The last step I did was move the handles of the cabinets to the correct spot in the corner of the doors, and also spray painted them oil-rubbed bronze, which you can see in the picture below:
Here are the materials I used, including the wood filler and caulk.
Edited to Add:
I bought all of the paint from Michaels.
Craft smart brand: chocolate brown, dark gray
Folk Art brand : parchment, pure black and country twill
I dotted the black with a paintbrush first (which you really can’t see, so you could skip that part if you really wanted to), then the chocolate and gray. After that, I used the country twill (which was like my main color) and then the parchment here and there to brighten things up where it was needed.

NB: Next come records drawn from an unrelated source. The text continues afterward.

use std::collections::BTreeSet;

use super::model::{CustomerDataset, CustomerRecord};

// ---------------------------------------------------------------------------
// Filter predicate: age range + selected locations
// ---------------------------------------------------------------------------

/// The current selection of the two filter controls.
#[derive(Debug, Clone, PartialEq, Eq)]
pub struct FilterState {
    /// Inclusive lower age bound.
    pub age_min: u32,
    /// Inclusive upper age bound.
    pub age_max: u32,
    /// Locations to keep. An empty set keeps nothing.
    pub locations: BTreeSet<String>,
}

impl FilterState {
    /// Full age range and every location selected (i.e., show everything).
    pub fn full(dataset: &CustomerDataset) -> Self {
        let (age_min, age_max) = dataset.age_bounds;
        FilterState {
            age_min,
            age_max,
            locations: dataset.locations.iter().cloned().collect(),
        }
    }

    /// Apply this selection to the dataset.
    pub fn apply<'a>(&self, dataset: &'a CustomerDataset) -> Vec<&'a CustomerRecord> {
        filter(&dataset.records, self.age_min, self.age_max, &self.locations)
    }
}

/// Return the records with `age_min <= age <= age_max` whose location is in
/// `locations`, in source order.
///
/// An inverted range or an empty location set yields an empty subset.
pub fn filter<'a>(
    records: &'a [CustomerRecord],
    age_min: u32,
    age_max: u32,
    locations: &BTreeSet<String>,
) -> Vec<&'a CustomerRecord> {
    if locations.is_empty() || age_min > age_max {
        return Vec::new();
    }
    records
        .iter()
        .filter(|rec| (age_min..=age_max).contains(&rec.age))
        .filter(|rec| locations.contains(&rec.location))
        .collect()
}

#[cfg(test)]
mod tests {
    use proptest::prelude::*;

    use super::*;
    use crate::data::model::tests::record;

    fn locs(names: &[&str]) -> BTreeSet<String> {
        names.iter().map(|s| s.to_string()).collect()
    }

    fn sample() -> Vec<CustomerRecord> {
        vec![record(25, "NY", 4.0), record(40, "NY", 2.0), record(30, "LA", 5.0)]
    }

    #[test]
    fn keeps_rows_matching_both_predicates_in_order() {
        let rows = sample();
        let subset = filter(&rows, 20, 35, &locs(&["NY", "LA"]));
        assert_eq!(subset, vec![&rows[0], &rows[2]]);
    }

    #[test]
    fn full_selection_returns_whole_table() {
        let ds = CustomerDataset::from_records(sample()).unwrap();
        let subset = FilterState::full(&ds).apply(&ds);
        let expected: Vec<&CustomerRecord> = ds.records.iter().collect();
        assert_eq!(subset, expected);
    }

    #[test]
    fn single_age_range_matches_exact_age_only() {
        let rows = sample();
        let subset = filter(&rows, 40, 40, &locs(&["NY", "LA"]));
        assert_eq!(subset, vec![&rows[1]]);
    }

    #[test]
    fn empty_location_set_yields_empty_subset() {
        let rows = sample();
        assert!(filter(&rows, 0, 100, &BTreeSet::new()).is_empty());
    }

    #[test]
    fn inverted_range_yields_empty_subset() {
        let rows = sample();
        assert!(filter(&rows, 35, 20, &locs(&["NY", "LA"])).is_empty());
    }

    #[test]
    fn unknown_location_matches_nothing() {
        let rows = sample();
        assert!(filter(&rows, 0, 100, &locs(&["SF"])).is_empty());
    }

    prop_compose! {
        fn arb_record()(age in 18u32..80, loc in 0usize..4, sat in 1u32..=10) -> CustomerRecord {
            record(age, ["Urban", "Rural", "Suburban", "Remote"][loc], sat as f64)
        }
    }

    proptest! {
        #[test]
        fn filter_is_sound_and_complete(
            rows in prop::collection::vec(arb_record(), 0..60),
            a in 10u32..90,
            b in 10u32..90,
            picked in prop::collection::btree_set(
                prop::sample::select(vec!["Urban", "Rural", "Suburban", "Remote"]),
                0..4,
            ),
        ) {
            let (lo, hi) = (a.min(b), a.max(b));
            let selected: BTreeSet<String> = picked.iter().map(|s| s.to_string()).collect();
            let subset = filter(&rows, lo, hi, &selected);

            let matches = |r: &CustomerRecord| {
                r.age >= lo && r.age <= hi && selected.contains(&r.location)
            };
            for r in &subset {
                prop_assert!(matches(*r));
            }
            let expected: Vec<&CustomerRecord> = rows.iter().filter(|r| matches(*r)).collect();
            prop_assert_eq!(subset, expected);
        }
    }
}
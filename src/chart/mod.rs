/// Declarative chart descriptions for the four dashboard widgets.
///
/// The builders in [`builders`] turn a filtered subset into these values;
/// `ui` only draws them. Nothing here touches egui state.
pub mod builders;

use eframe::egui::Color32;

use crate::data::aggregate::Metric;

/// Largest marker diameter on the animated product scatter, in points.
pub const PRODUCT_SIZE_MAX: f32 = 20.0;

// ---------------------------------------------------------------------------
// Pie
// ---------------------------------------------------------------------------

#[derive(Debug, Clone, PartialEq)]
pub struct PieSlice {
    pub label: String,
    pub value: f64,
    /// Share of the total, in `0..=1`.
    pub fraction: f64,
    pub color: Color32,
}

#[derive(Debug, Clone, PartialEq)]
pub struct PieChart {
    pub title: &'static str,
    /// Inner radius as a fraction of the outer radius.
    pub hole: f32,
    pub slices: Vec<PieSlice>,
}

impl PieChart {
    pub fn is_empty(&self) -> bool {
        self.slices.is_empty()
    }
}

// ---------------------------------------------------------------------------
// 3D scatter
// ---------------------------------------------------------------------------

#[derive(Debug, Clone, Copy, PartialEq, Eq)]
pub enum MarkerSymbol {
    Circle,
    Diamond,
    Square,
    Cross,
    X,
}

impl MarkerSymbol {
    /// Symbol sequence assigned to traces in order.
    pub const SEQUENCE: [MarkerSymbol; 5] = [
        MarkerSymbol::Circle,
        MarkerSymbol::Diamond,
        MarkerSymbol::Square,
        MarkerSymbol::Cross,
        MarkerSymbol::X,
    ];
}

#[derive(Debug, Clone, Copy, PartialEq)]
pub struct MarkerStyle {
    /// Diameter in points.
    pub size: f32,
    pub opacity: f32,
    pub line_width: f32,
    pub line_color: Color32,
}

#[derive(Debug, Clone, PartialEq)]
pub struct Trace3d {
    pub name: String,
    pub color: Color32,
    pub symbol: MarkerSymbol,
    /// `[x, y, z]` in data units.
    pub points: Vec<[f64; 3]>,
}

#[derive(Debug, Clone, PartialEq)]
pub struct Scatter3dChart {
    pub title: &'static str,
    pub axis_titles: [&'static str; 3],
    pub marker: MarkerStyle,
    pub traces: Vec<Trace3d>,
}

impl Scatter3dChart {
    pub fn is_empty(&self) -> bool {
        self.traces.iter().all(|t| t.points.is_empty())
    }

    /// Per-axis `[min, max]` over every trace, or `None` without points.
    pub fn bounds(&self) -> Option<[[f64; 2]; 3]> {
        let mut bounds: Option<[[f64; 2]; 3]> = None;
        for p in self.traces.iter().flat_map(|t| &t.points) {
            let b = bounds.get_or_insert([[p[0], p[0]], [p[1], p[1]], [p[2], p[2]]]);
            for axis in 0..3 {
                b[axis][0] = b[axis][0].min(p[axis]);
                b[axis][1] = b[axis][1].max(p[axis]);
            }
        }
        bounds
    }
}

// ---------------------------------------------------------------------------
// Grouped bar
// ---------------------------------------------------------------------------

#[derive(Debug, Clone, PartialEq)]
pub struct BarSeries {
    pub metric: Metric,
    pub color: Color32,
    /// One value per category, aligned with [`GroupedBarChart::categories`].
    pub values: Vec<f64>,
}

#[derive(Debug, Clone, PartialEq)]
pub struct GroupedBarChart {
    pub title: &'static str,
    pub x_title: &'static str,
    pub y_title: &'static str,
    pub categories: Vec<String>,
    pub series: Vec<BarSeries>,
}

impl GroupedBarChart {
    pub fn is_empty(&self) -> bool {
        self.categories.is_empty()
    }
}

// ---------------------------------------------------------------------------
// Animated scatter
// ---------------------------------------------------------------------------

#[derive(Debug, Clone, Copy, PartialEq)]
pub struct SizedPoint {
    pub x: f64,
    pub y: f64,
    /// Marker diameter in points.
    pub diameter: f32,
}

#[derive(Debug, Clone, PartialEq)]
pub struct ScatterTrace {
    pub name: String,
    pub color: Color32,
    pub points: Vec<SizedPoint>,
}

/// All points sharing one satisfaction score.
#[derive(Debug, Clone, PartialEq)]
pub struct AnimationFrame {
    /// Satisfaction score shown by this frame.
    pub label: String,
    pub traces: Vec<ScatterTrace>,
}

#[derive(Debug, Clone, PartialEq)]
pub struct AnimatedScatterChart {
    pub title: &'static str,
    pub x_title: &'static str,
    pub y_title: &'static str,
    pub frame_title: &'static str,
    /// Axis ranges shared by every frame.
    pub x_range: [f64; 2],
    pub y_range: [f64; 2],
    pub frames: Vec<AnimationFrame>,
}

impl AnimatedScatterChart {
    pub fn is_empty(&self) -> bool {
        self.frames.is_empty()
    }
}

// ---------------------------------------------------------------------------
// The whole dashboard
// ---------------------------------------------------------------------------

/// The four charts recomputed together on every filter change.
#[derive(Debug, Clone, PartialEq)]
pub struct DashboardCharts {
    pub satisfaction: PieChart,
    pub age_satisfaction: Scatter3dChart,
    pub location: GroupedBarChart,
    pub products: AnimatedScatterChart,
}
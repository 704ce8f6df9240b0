use eframe::egui::{self, Color32, RichText, ScrollArea, Ui};
use egui_extras::{Size, StripBuilder};

use crate::state::AppState;
use crate::ui::{canvas, plot};

const HEADING_COLOR: Color32 = Color32::from_rgb(0x4a, 0x14, 0x8c);
const SUBTITLE_COLOR: Color32 = Color32::from_rgb(0x00, 0x4d, 0x40);
const FILTER_HEADING_COLOR: Color32 = Color32::from_rgb(0xd3, 0x2f, 0x2f);

// ---------------------------------------------------------------------------
// Top bar
// ---------------------------------------------------------------------------

/// Render the dashboard heading and the visible-customer counter.
pub fn top_bar(ui: &mut Ui, state: &AppState) {
    ui.vertical_centered(|ui: &mut Ui| {
        ui.add_space(6.0);
        ui.label(
            RichText::new("Interactive Customer Experience Dashboard")
                .heading()
                .strong()
                .color(HEADING_COLOR),
        );
        ui.label(
            RichText::new(
                "Explore customer data to understand satisfaction, behavior, and retention. \
                 Use the filters below to customize your view.",
            )
            .color(SUBTITLE_COLOR),
        );
        ui.label(format!(
            "{} of {} customers",
            state.visible_count,
            state.dataset.len()
        ));
        ui.add_space(4.0);
    });
}

// ---------------------------------------------------------------------------
// Left side panel – filter widgets
// ---------------------------------------------------------------------------

/// Render the filter panel.
pub fn side_panel(ui: &mut Ui, state: &mut AppState) {
    ui.vertical_centered(|ui: &mut Ui| {
        ui.label(
            RichText::new("Customize Your Data View")
                .heading()
                .color(FILTER_HEADING_COLOR),
        );
    });
    ui.separator();

    // ---- Age range ----
    ui.strong("Filter by Age Range:");
    let (lo, hi) = state.dataset.age_bounds;
    let mut min = state.filters.age_min;
    let mut max = state.filters.age_max;
    let min_changed = ui
        .add(egui::Slider::new(&mut min, lo..=hi).text("from"))
        .changed();
    let max_changed = ui
        .add(egui::Slider::new(&mut max, lo..=hi).text("to"))
        .changed();
    if min_changed && min > max {
        max = min;
    }
    if max_changed && max < min {
        min = max;
    }
    if min_changed || max_changed {
        state.set_age_range(min, max);
    }
    ui.add_space(12.0);

    // ---- Locations ----
    let n_selected = state.filters.locations.len();
    let n_total = state.dataset.locations.len();
    ui.strong(format!("Filter by Customer Location:  ({n_selected}/{n_total})"));
    ui.horizontal(|ui: &mut Ui| {
        if ui.small_button("All").clicked() {
            state.select_all_locations();
        }
        if ui.small_button("None").clicked() {
            state.select_no_locations();
        }
    });

    // Toggle after the loop; the loop borrows the location list.
    let mut toggled: Option<String> = None;
    ScrollArea::vertical()
        .max_height(240.0)
        .auto_shrink([false, true])
        .show(ui, |ui: &mut Ui| {
            for loc in &state.dataset.locations {
                let mut checked = state.filters.locations.contains(loc);
                if ui.checkbox(&mut checked, loc.as_str()).changed() {
                    toggled = Some(loc.clone());
                }
            }
        });
    if let Some(loc) = toggled {
        state.toggle_location(&loc);
    }

    if n_selected == 0 {
        ui.label(RichText::new("Select one or more locations").weak());
    }

    ui.separator();
    if ui.button("Reset filters").clicked() {
        state.reset_filters();
    }
}

// ---------------------------------------------------------------------------
// Chart grid
// ---------------------------------------------------------------------------

/// Two rows of two chart cards.
pub fn chart_grid(ui: &mut Ui, state: &mut AppState) {
    StripBuilder::new(ui)
        .size(Size::relative(0.5))
        .size(Size::remainder())
        .vertical(|mut strip| {
            strip.strip(|builder| {
                builder.sizes(Size::remainder(), 2).horizontal(|mut strip| {
                    strip.cell(|ui| {
                        chart_card(ui, "Distribution of customer satisfaction scores.", |ui| {
                            canvas::pie_chart(ui, &state.charts.satisfaction);
                        });
                    });
                    strip.cell(|ui| {
                        chart_card(
                            ui,
                            "3D view: Age, Satisfaction, Site Time, and Retention.",
                            |ui| {
                                canvas::scatter_3d(
                                    ui,
                                    &state.charts.age_satisfaction,
                                    &mut state.camera,
                                );
                            },
                        );
                    });
                });
            });
            strip.strip(|builder| {
                builder.sizes(Size::remainder(), 2).horizontal(|mut strip| {
                    strip.cell(|ui| {
                        chart_card(ui, "Average scores by customer location.", |ui| {
                            plot::grouped_bar(ui, &state.charts.location);
                        });
                    });
                    strip.cell(|ui| {
                        chart_card(
                            ui,
                            "Product interaction animated by satisfaction score.",
                            |ui| {
                                plot::animated_scatter(
                                    ui,
                                    &state.charts.products,
                                    &mut state.playback,
                                );
                            },
                        );
                    });
                });
            });
        });
}

/// A framed card: the chart fills the space above a one-line caption.
fn chart_card(ui: &mut Ui, caption: &str, add_chart: impl FnOnce(&mut Ui)) {
    egui::Frame::group(ui.style())
        .fill(Color32::WHITE)
        .inner_margin(8.0)
        .show(ui, |ui: &mut Ui| {
            let caption_height = ui.text_style_height(&egui::TextStyle::Small) + 8.0;
            let chart_size = egui::vec2(
                ui.available_width(),
                (ui.available_height() - caption_height).max(80.0),
            );
            ui.allocate_ui(chart_size, |ui: &mut Ui| {
                ui.set_min_size(chart_size);
                add_chart(ui);
            });
            ui.vertical_centered(|ui: &mut Ui| {
                ui.label(RichText::new(caption).small());
            });
        });
}

/// Centred chart title.
pub fn chart_title(ui: &mut Ui, title: &str) {
    ui.vertical_centered(|ui: &mut Ui| {
        ui.strong(title);
    });
}

/// Placeholder for a chart with nothing to draw.
pub fn empty_chart(ui: &mut Ui) {
    ui.centered_and_justified(|ui: &mut Ui| {
        ui.label(RichText::new("No data for the current filters").weak());
    });
}
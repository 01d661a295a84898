//! Maxargs command - static analysis only, nothing is executed

use anyhow::Result;
use std::io::Write;

pub fn run(program_name: &str, out: &mut dyn Write) -> Result<()> {
    let program = super::resolve_program(program_name)?;
    writeln!(out, "{}", slp_runtime::maxargs(&program))?;
    Ok(())
}
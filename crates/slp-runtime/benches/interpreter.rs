//! Interpreter execution benchmarks
//!
//! Measures:
//! - The canonical sample program end to end
//! - Lookup cost as the binding chain grows
//! - The maxargs walk over a long statement sequence

use criterion::{black_box, criterion_group, criterion_main, BenchmarkId, Criterion};
use slp_runtime::{maxargs, samples, BinOp, Exp, Interpreter, OutputWriter, Stm};
use std::cell::RefCell;
use std::rc::Rc;

/// `x0 := 0; x1 := x0 + 1; ...; print(xN)`
fn assignment_chain(len: usize) -> Stm {
    let first = Stm::assign("x0", Exp::num(0));
    let rest = (1..len)
        .map(|i| {
            Stm::assign(
                format!("x{}", i),
                Exp::op(Exp::id(format!("x{}", i - 1)), BinOp::Plus, Exp::num(1)),
            )
        })
        .chain(std::iter::once(Stm::print(vec![Exp::id(format!("x{}", len - 1))])));
    Stm::sequence(first, rest)
}

/// Discard print output so iterations don't accumulate memory
fn sink() -> OutputWriter {
    Rc::new(RefCell::new(std::io::sink()))
}

fn bench_canonical_program(c: &mut Criterion) {
    let program = samples::prog();
    c.bench_function("interp_canonical_prog", |b| {
        let interp = Interpreter::with_output(sink());
        b.iter(|| interp.interpret(black_box(&program)))
    });
}

fn bench_lookup_depth(c: &mut Criterion) {
    let mut group = c.benchmark_group("interp_assignment_chain");
    for len in [10, 100, 1000] {
        let program = assignment_chain(len);
        group.bench_with_input(BenchmarkId::from_parameter(len), &program, |b, program| {
            let interp = Interpreter::with_output(sink());
            b.iter(|| interp.interpret(black_box(program)))
        });
    }
    group.finish();
}

fn bench_maxargs(c: &mut Criterion) {
    let program = assignment_chain(1000);
    c.bench_function("maxargs_chain_1000", |b| b.iter(|| maxargs(black_box(&program))));
}

criterion_group!(benches, bench_canonical_program, bench_lookup_depth, bench_maxargs);
criterion_main!(benches);
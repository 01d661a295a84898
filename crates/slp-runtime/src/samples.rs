//! Built-in sample programs
//!
//! There is no parser, so programs are assembled here as AST literals and
//! handed to the interpreter by the caller.

use crate::ast::{BinOp, Exp, Stm};

/// A named sample program
pub struct Sample {
    pub name: &'static str,
    pub description: &'static str,
    build: fn() -> Stm,
}

impl Sample {
    /// Build a fresh copy of the program
    pub fn program(&self) -> Stm {
        (self.build)()
    }
}

/// Name of the canonical sample
pub const DEFAULT_SAMPLE: &str = "prog";

/// All built-in samples, canonical program first
pub const SAMPLES: &[Sample] = &[
    Sample {
        name: "prog",
        description: "a := 5 + 3; b := (print(a, a - 1), 10 * a); print(b)",
        build: prog,
    },
    Sample {
        name: "sequencing",
        description: "x := 1; x := 2; print(x)",
        build: sequencing,
    },
    Sample {
        name: "operand-order",
        description: "print((x := 1, x) + (x := 2, x), x)",
        build: operand_order,
    },
    Sample {
        name: "shadowing",
        description: "rebinding keeps the newest value visible",
        build: shadowing,
    },
    Sample {
        name: "nested-print",
        description: "prints nested in print arguments and assignments",
        build: nested_print,
    },
    Sample {
        name: "unbound",
        description: "reads an identifier that was never assigned",
        build: unbound,
    },
    Sample {
        name: "div-by-zero",
        description: "prints, then divides by a zero-valued variable",
        build: div_by_zero,
    },
];

/// Look up a sample by name
pub fn find(name: &str) -> Option<&'static Sample> {
    SAMPLES.iter().find(|sample| sample.name == name)
}

/// The canonical program
///
/// ```text
/// a := 5 + 3;
/// b := (print(a, a - 1), 10 * a);
/// print(b)
/// ```
///
/// Prints `8 7` then `80`; its widest print has two arguments.
pub fn prog() -> Stm {
    Stm::compound(
        Stm::assign("a", Exp::op(Exp::num(5), BinOp::Plus, Exp::num(3))),
        Stm::compound(
            Stm::assign(
                "b",
                Exp::eseq(
                    Stm::print(vec![
                        Exp::id("a"),
                        Exp::op(Exp::id("a"), BinOp::Minus, Exp::num(1)),
                    ]),
                    Exp::op(Exp::num(10), BinOp::Times, Exp::id("a")),
                ),
            ),
            Stm::print(vec![Exp::id("b")]),
        ),
    )
}

fn sequencing() -> Stm {
    Stm::compound(
        Stm::compound(
            Stm::assign("x", Exp::num(1)),
            Stm::assign("x", Exp::num(2)),
        ),
        Stm::print(vec![Exp::id("x")]),
    )
}

fn operand_order() -> Stm {
    Stm::print(vec![
        Exp::op(
            Exp::eseq(Stm::assign("x", Exp::num(1)), Exp::id("x")),
            BinOp::Plus,
            Exp::eseq(Stm::assign("x", Exp::num(2)), Exp::id("x")),
        ),
        Exp::id("x"),
    ])
}

fn shadowing() -> Stm {
    Stm::sequence(
        Stm::assign("n", Exp::num(1)),
        vec![
            Stm::assign("m", Exp::op(Exp::id("n"), BinOp::Times, Exp::num(100))),
            Stm::assign("n", Exp::op(Exp::id("n"), BinOp::Plus, Exp::num(1))),
            Stm::print(vec![Exp::id("n"), Exp::id("m")]),
        ],
    )
}

fn nested_print() -> Stm {
    Stm::sequence(
        Stm::assign(
            "a",
            Exp::eseq(
                Stm::print(vec![Exp::num(1), Exp::num(2), Exp::num(3)]),
                Exp::num(7),
            ),
        ),
        vec![Stm::print(vec![
            Exp::id("a"),
            Exp::eseq(
                Stm::print(vec![Exp::num(0), Exp::num(0), Exp::num(0), Exp::num(0)]),
                Exp::op(Exp::id("a"), BinOp::Div, Exp::num(2)),
            ),
        ])],
    )
}

fn unbound() -> Stm {
    Stm::compound(
        Stm::assign("a", Exp::num(1)),
        Stm::print(vec![Exp::id("a"), Exp::id("b")]),
    )
}

fn div_by_zero() -> Stm {
    Stm::sequence(
        Stm::assign("zero", Exp::op(Exp::num(3), BinOp::Minus, Exp::num(3))),
        vec![
            Stm::print(vec![Exp::num(42)]),
            Stm::print(vec![Exp::op(Exp::num(1), BinOp::Div, Exp::id("zero"))]),
        ],
    )
}
//! Static maximum-argument analysis
//!
//! Walks a program without executing it and reports the widest `print`
//! statement reachable from the root, including prints nested inside
//! expression sequences.

use crate::ast::{Exp, Stm};

/// Maximum number of arguments of any `print` reachable from `stm`
///
/// An assignment only contributes when its right-hand side is itself an
/// expression sequence; statements can only enter expression position
/// through `Eseq`.
pub fn maxargs(stm: &Stm) -> usize {
    match stm {
        Stm::Compound(first, second) => maxargs(first).max(maxargs(second)),
        Stm::Assign(_, exp) => match exp.as_ref() {
            Exp::Eseq(stm, exp) => maxargs(stm).max(maxargs_exp(exp)),
            _ => 0,
        },
        Stm::Print(exps) => exps.len(),
    }
}

/// Maximum number of arguments of any `print` nested inside `exp`
pub fn maxargs_exp(exp: &Exp) -> usize {
    match exp {
        Exp::Id(_) | Exp::Num(_) => 0,
        Exp::Op(left, right, _) => maxargs_exp(left).max(maxargs_exp(right)),
        Exp::Eseq(stm, exp) => maxargs(stm).max(maxargs_exp(exp)),
    }
}
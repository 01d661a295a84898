//! Project Configuration (slp.toml)
//!
//! Handles per-directory configuration stored in `slp.toml`.

use crate::{ConfigError, ConfigResult};
use serde::{Deserialize, Serialize};
use std::path::Path;

/// Log levels accepted by `[logging] level` and `SLP_LOG_LEVEL`
pub const LOG_LEVELS: &[&str] = &["error", "warn", "info", "debug", "trace"];

/// Project configuration from slp.toml
#[derive(Debug, Clone, Serialize, Deserialize, PartialEq, Default)]
#[serde(deny_unknown_fields)]
pub struct ProjectConfig {
    /// Run settings
    #[serde(skip_serializing_if = "Option::is_none")]
    pub run: Option<RunConfig>,

    /// Logging settings
    #[serde(skip_serializing_if = "Option::is_none")]
    pub logging: Option<LoggingConfig>,
}

/// `[run]` section
#[derive(Debug, Clone, Serialize, Deserialize, PartialEq, Default)]
#[serde(deny_unknown_fields)]
pub struct RunConfig {
    /// Print the maxargs line before running (default: true)
    #[serde(skip_serializing_if = "Option::is_none")]
    pub report_maxargs: Option<bool>,

    /// Sample executed when `slp run` gets no program name (default: "prog")
    #[serde(skip_serializing_if = "Option::is_none")]
    pub default_program: Option<String>,
}

/// `[logging]` section
#[derive(Debug, Clone, Serialize, Deserialize, PartialEq, Default)]
#[serde(deny_unknown_fields)]
pub struct LoggingConfig {
    /// One of error, warn, info, debug, trace (default: warn)
    #[serde(skip_serializing_if = "Option::is_none")]
    pub level: Option<String>,
}

impl ProjectConfig {
    /// Load project configuration from a file
    pub fn load_from_file(path: &Path) -> ConfigResult<Self> {
        let content = std::fs::read_to_string(path).map_err(|e| {
            if e.kind() == std::io::ErrorKind::NotFound {
                ConfigError::NotFound(path.to_path_buf())
            } else {
                ConfigError::IoError(e)
            }
        })?;

        let config: Self = toml::from_str(&content).map_err(|e| ConfigError::TomlParseError {
            file: path.to_path_buf(),
            error: e,
        })?;

        config.validate()?;
        Ok(config)
    }

    /// Validate the project configuration
    pub fn validate(&self) -> ConfigResult<()> {
        if let Some(run) = &self.run {
            run.validate()?;
        }
        if let Some(logging) = &self.logging {
            logging.validate()?;
        }
        Ok(())
    }

    pub fn report_maxargs(&self) -> Option<bool> {
        self.run.as_ref().and_then(|r| r.report_maxargs)
    }

    pub fn default_program(&self) -> Option<&str> {
        self.run.as_ref().and_then(|r| r.default_program.as_deref())
    }

    pub fn log_level(&self) -> Option<&str> {
        self.logging.as_ref().and_then(|l| l.level.as_deref())
    }

    /// Merge another project config into this one
    /// Other config takes precedence for non-None values
    pub fn merge(&mut self, other: &ProjectConfig) {
        if let Some(run) = &other.run {
            self.run.get_or_insert_with(Default::default).merge(run);
        }
        if let Some(logging) = &other.logging {
            self.logging
                .get_or_insert_with(Default::default)
                .merge(logging);
        }
    }
}

impl RunConfig {
    pub fn validate(&self) -> ConfigResult<()> {
        if let Some(program) = &self.default_program {
            validate_program_name("run.default_program", program)?;
        }
        Ok(())
    }

    pub fn merge(&mut self, other: &RunConfig) {
        if other.report_maxargs.is_some() {
            self.report_maxargs = other.report_maxargs;
        }
        if other.default_program.is_some() {
            self.default_program = other.default_program.clone();
        }
    }
}

impl LoggingConfig {
    pub fn validate(&self) -> ConfigResult<()> {
        if let Some(level) = &self.level {
            validate_log_level("logging.level", level)?;
        }
        Ok(())
    }

    pub fn merge(&mut self, other: &LoggingConfig) {
        if other.level.is_some() {
            self.level = other.level.clone();
        }
    }
}

/// Reject anything outside [`LOG_LEVELS`]
pub(crate) fn validate_log_level(field: &str, level: &str) -> ConfigResult<()> {
    if !LOG_LEVELS.contains(&level) {
        return Err(ConfigError::InvalidValue {
            field: field.to_string(),
            reason: format!("must be one of {}, got '{}'", LOG_LEVELS.join(", "), level),
        });
    }
    Ok(())
}

pub(crate) fn validate_program_name(field: &str, program: &str) -> ConfigResult<()> {
    if program.trim().is_empty() {
        return Err(ConfigError::InvalidValue {
            field: field.to_string(),
            reason: "program name cannot be empty".to_string(),
        });
    }
    Ok(())
}
//! AST dump command - output a program as JSON or pseudo-source

use anyhow::Result;
use slp_runtime::VersionedProgram;
use std::io::Write;

/// Dump a program's AST
///
/// JSON (the same format `slp run` accepts as a file) unless `source` is
/// set, in which case the program is printed as one line of pseudo-source.
pub fn run(program_name: &str, source: bool, out: &mut dyn Write) -> Result<()> {
    let program = super::resolve_program(program_name)?;

    if source {
        writeln!(out, "{}", program)?;
    } else {
        let versioned = VersionedProgram::new(program);
        writeln!(out, "{}", versioned.to_json()?)?;
    }

    Ok(())
}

I did all the same colors at the same time, I didn’t let them dry before moving to the next.
The only thing I let dry between coats was the kilz and the poly.
And here is a close-up of my “granite.” As you can see, there is no real pattern, and you can see all the colors I used from the white to the brown. Just have fun with it and let your arm do the work!
This project really only cost me about $30, because I had a lot of the materials already at home. If you were to do this from scratch, it would probably cost you around $60+, but you’d have materials left over for other projects like the primer and poly, as well as sponges and rollers. Still cheaper than purchasing a new counter!!
(All prices are approximate)
Primer (quart): $7
Poly (quart): $17
Paint bottles, each: $1.49 (can use 40% off coupon)
Foam roller (came with tray): $7
Painter’s Tape: $5
Sea sponges: $4
I started this project on a Wednesday, and ended it on a Saturday. I started everything when I got home from work, which was around 6ish, and ended a few hours later. Here’s what my nights looked like:
Wednesday: Removed caulk, cleaned, sanded, cleaned, primed
Thursday: 2nd coat of primer (done in the morning before work), painted “granite” when I got home from work
Friday: Poly, 3 coats
Saturday: Poly, 2 coats
Again, I wanted to make sure the counter was nice and dry before I used it again, so I waited until Monday or Tuesday to put everything back on it. No biggie, I had the kitchen table to put all of my junk on, and I could still cook on the stove, and use the oven and sink with no issue.
Care and Cleaning:
I finished the counter the 2nd week of November, and it’s still holding up perfectly! No scratches, dings or dents. I clean it with the same vinegar and water mixture, and wipe it with a paper towel, sponge or regular kitchen towel. As with any countertop, just make sure not to put anything hot on it, so use a hot pad or kitchen towel underneath your pots, pans or cookie sheets. Also, I make sure to wipe up and standing water (but I’m sure you’d do this with any countertop too). I just remember that these are now painted, so I be sure to take extra care of them. However, we do slide things across them, cans and bottles get left on them, and there’s still no scratches, so it seems the Poly holds up really well.
Again, I know that pictures are really low-quality but I really wanted to get this on here to show everyone that this can be done, and it’s super simple! Like I said before, if you even have a thought in your head about doing this, just do it! You can see how much better it made my kitchen look, and in person it looks even better, and took about 10 years off the house.
Any questions, please feel free to ask me!!